(Collected data entries)
□ □ □ □ □

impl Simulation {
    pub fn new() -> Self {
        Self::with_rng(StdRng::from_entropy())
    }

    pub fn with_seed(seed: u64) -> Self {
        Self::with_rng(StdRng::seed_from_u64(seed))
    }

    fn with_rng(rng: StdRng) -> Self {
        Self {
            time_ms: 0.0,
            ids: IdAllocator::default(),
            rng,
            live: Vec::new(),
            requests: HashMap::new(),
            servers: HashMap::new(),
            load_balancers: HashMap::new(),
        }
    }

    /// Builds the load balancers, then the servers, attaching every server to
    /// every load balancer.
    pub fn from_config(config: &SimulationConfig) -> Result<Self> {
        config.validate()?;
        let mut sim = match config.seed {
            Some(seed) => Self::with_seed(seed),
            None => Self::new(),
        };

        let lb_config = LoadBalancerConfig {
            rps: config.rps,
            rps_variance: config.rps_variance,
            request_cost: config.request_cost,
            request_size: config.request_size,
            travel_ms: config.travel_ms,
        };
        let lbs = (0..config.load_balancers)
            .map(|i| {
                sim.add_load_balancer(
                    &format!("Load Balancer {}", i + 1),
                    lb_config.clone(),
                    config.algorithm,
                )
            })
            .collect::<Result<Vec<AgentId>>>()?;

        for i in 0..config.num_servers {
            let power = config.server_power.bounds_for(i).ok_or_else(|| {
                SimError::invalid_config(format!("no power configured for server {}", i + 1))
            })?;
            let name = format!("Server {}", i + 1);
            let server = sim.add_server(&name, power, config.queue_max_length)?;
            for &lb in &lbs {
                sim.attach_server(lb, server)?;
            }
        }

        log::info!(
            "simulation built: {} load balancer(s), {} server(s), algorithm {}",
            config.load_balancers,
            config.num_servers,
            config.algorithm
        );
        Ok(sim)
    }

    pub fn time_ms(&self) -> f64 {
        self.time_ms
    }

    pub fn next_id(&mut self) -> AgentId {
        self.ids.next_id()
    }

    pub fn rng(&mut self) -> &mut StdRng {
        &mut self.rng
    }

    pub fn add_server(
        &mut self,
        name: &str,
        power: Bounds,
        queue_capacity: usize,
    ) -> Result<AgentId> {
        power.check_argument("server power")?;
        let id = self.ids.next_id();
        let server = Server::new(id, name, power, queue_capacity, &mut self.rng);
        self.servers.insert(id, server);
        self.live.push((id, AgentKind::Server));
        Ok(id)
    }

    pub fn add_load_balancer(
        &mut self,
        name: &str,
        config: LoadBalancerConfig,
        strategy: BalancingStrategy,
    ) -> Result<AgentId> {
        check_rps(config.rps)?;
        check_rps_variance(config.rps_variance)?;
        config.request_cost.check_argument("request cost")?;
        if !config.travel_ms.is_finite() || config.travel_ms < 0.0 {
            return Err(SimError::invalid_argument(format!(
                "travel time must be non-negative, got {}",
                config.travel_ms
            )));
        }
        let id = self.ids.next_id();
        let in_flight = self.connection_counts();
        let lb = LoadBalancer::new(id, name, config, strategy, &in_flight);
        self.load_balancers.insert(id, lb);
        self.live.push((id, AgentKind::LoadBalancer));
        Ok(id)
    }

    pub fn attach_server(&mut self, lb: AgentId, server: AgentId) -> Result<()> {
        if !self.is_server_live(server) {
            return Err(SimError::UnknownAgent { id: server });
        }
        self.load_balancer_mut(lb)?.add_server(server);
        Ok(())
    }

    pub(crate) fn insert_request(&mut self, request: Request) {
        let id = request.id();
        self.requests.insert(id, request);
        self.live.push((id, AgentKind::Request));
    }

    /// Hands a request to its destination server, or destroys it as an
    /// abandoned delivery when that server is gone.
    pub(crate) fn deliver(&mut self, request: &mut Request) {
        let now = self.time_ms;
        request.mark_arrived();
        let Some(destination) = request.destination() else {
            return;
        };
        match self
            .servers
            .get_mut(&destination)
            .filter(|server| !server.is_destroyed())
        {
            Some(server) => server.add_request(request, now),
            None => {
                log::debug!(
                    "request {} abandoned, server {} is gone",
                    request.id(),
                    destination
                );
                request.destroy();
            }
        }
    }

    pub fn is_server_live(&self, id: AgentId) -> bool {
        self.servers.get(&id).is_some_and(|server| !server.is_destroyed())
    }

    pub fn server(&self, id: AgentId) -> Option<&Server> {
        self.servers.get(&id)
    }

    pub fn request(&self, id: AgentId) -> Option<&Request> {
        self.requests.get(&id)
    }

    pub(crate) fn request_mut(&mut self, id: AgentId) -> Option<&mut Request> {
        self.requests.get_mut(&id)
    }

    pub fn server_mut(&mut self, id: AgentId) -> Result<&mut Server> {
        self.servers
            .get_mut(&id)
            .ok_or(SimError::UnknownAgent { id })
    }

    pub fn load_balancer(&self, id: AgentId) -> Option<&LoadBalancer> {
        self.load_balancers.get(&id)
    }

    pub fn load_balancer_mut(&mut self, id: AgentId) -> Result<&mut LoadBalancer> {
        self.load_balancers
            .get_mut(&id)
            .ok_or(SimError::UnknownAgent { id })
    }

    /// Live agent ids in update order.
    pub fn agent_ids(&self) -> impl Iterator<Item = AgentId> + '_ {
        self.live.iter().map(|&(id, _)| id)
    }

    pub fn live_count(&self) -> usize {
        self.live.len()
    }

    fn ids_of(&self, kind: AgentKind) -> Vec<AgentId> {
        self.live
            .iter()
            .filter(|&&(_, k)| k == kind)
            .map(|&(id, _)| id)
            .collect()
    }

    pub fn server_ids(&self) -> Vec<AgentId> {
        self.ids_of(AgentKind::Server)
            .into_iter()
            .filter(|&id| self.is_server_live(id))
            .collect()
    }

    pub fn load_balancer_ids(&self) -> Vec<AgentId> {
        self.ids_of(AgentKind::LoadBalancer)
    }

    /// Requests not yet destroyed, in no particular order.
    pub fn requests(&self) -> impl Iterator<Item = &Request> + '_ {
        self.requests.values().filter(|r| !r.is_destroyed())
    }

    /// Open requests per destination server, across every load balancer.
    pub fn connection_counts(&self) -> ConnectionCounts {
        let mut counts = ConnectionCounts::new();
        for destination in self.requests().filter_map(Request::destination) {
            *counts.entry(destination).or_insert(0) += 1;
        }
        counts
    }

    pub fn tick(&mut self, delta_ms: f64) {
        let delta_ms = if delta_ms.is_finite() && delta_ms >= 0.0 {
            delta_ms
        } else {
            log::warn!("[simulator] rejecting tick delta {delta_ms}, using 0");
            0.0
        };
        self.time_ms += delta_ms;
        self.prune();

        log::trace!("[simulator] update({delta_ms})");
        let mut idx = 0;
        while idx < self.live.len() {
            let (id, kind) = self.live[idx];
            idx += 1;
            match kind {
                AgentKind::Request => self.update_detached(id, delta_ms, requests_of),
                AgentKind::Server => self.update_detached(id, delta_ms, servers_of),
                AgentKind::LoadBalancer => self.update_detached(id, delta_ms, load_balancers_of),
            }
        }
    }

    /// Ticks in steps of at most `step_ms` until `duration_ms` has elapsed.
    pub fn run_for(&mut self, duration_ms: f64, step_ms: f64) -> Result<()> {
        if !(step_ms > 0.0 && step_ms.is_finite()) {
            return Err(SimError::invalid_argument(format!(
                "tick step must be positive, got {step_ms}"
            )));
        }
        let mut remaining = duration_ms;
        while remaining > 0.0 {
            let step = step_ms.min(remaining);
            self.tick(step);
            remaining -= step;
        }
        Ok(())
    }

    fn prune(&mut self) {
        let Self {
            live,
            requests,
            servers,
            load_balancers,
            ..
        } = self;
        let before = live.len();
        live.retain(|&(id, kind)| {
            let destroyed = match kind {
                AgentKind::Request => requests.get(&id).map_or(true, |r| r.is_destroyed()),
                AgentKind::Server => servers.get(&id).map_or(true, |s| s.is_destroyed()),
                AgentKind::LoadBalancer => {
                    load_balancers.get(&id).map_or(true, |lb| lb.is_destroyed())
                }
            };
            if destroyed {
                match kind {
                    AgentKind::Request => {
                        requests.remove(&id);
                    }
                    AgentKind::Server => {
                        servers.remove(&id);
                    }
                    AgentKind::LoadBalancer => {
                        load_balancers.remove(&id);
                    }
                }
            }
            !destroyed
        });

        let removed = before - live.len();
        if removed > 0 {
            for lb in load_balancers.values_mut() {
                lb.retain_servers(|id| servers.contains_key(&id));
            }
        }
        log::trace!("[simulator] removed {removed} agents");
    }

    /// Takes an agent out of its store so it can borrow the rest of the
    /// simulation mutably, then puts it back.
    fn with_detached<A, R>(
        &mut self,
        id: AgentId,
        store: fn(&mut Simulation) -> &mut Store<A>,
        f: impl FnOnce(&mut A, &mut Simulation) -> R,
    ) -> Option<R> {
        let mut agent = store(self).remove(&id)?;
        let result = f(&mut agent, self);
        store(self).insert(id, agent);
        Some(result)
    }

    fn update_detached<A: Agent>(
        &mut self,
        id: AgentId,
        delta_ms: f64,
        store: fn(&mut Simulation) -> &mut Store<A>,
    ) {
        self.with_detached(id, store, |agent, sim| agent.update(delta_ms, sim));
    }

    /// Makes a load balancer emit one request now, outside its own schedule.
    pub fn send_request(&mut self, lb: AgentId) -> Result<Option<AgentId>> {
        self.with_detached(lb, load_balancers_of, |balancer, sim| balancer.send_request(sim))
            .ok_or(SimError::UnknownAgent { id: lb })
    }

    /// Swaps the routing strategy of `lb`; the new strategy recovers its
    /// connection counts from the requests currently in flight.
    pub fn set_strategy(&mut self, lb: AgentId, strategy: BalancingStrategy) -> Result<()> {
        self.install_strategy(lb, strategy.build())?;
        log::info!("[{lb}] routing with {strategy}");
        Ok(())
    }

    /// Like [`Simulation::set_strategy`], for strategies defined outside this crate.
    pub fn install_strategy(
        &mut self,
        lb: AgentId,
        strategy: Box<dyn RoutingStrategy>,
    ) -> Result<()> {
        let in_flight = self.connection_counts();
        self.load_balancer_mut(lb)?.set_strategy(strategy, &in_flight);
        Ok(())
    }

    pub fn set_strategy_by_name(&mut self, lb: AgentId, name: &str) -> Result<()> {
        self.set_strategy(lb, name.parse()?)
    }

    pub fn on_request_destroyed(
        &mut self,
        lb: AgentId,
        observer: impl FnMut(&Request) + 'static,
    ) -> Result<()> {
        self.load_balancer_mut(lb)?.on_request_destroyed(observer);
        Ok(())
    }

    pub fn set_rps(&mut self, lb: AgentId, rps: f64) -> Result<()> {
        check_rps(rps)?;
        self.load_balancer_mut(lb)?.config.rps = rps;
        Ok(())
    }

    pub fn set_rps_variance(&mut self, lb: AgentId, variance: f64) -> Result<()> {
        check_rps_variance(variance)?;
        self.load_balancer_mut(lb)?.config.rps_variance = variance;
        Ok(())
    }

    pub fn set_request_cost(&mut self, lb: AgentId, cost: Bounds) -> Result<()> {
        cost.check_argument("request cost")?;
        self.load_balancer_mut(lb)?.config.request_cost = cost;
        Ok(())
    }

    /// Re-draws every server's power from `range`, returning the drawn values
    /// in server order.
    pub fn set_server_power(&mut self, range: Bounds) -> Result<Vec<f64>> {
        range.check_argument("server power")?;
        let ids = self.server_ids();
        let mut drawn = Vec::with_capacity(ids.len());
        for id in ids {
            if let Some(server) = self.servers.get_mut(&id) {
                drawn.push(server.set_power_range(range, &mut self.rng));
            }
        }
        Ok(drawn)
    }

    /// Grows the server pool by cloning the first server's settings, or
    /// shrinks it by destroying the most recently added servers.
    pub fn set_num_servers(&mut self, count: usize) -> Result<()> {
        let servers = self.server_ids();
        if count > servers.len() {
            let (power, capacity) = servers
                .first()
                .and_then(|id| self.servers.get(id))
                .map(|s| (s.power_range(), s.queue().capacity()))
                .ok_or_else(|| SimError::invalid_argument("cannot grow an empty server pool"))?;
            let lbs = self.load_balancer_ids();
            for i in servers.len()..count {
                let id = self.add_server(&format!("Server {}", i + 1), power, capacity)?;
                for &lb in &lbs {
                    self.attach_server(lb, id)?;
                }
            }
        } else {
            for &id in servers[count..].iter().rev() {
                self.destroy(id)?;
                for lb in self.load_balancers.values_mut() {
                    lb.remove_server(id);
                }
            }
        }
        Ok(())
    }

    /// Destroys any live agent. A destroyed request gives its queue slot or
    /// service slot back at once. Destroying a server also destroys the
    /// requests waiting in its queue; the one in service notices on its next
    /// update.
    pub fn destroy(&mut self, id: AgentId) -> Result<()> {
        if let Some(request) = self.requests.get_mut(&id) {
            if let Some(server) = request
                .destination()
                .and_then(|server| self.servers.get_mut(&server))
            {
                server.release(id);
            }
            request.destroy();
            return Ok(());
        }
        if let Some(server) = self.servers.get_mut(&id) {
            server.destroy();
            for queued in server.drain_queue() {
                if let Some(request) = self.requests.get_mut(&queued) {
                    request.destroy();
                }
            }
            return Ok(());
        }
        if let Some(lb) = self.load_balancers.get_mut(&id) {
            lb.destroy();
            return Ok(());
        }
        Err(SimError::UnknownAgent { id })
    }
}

□ □ □ □ □

**YOUR OBJECTIVE:** Copy all lines of the records in which the string "destination" can be found.

**YOUR SOLUTION:**
    /// Hands a request to its destination server, or destroys it as an
        let Some(destination) = request.destination() else {
            .get_mut(&destination)
                    destination
    /// Open requests per destination server, across every load balancer.
        for destination in self.requests().filter_map(Request::destination) {
            *counts.entry(destination).or_insert(0) += 1;
                .destination()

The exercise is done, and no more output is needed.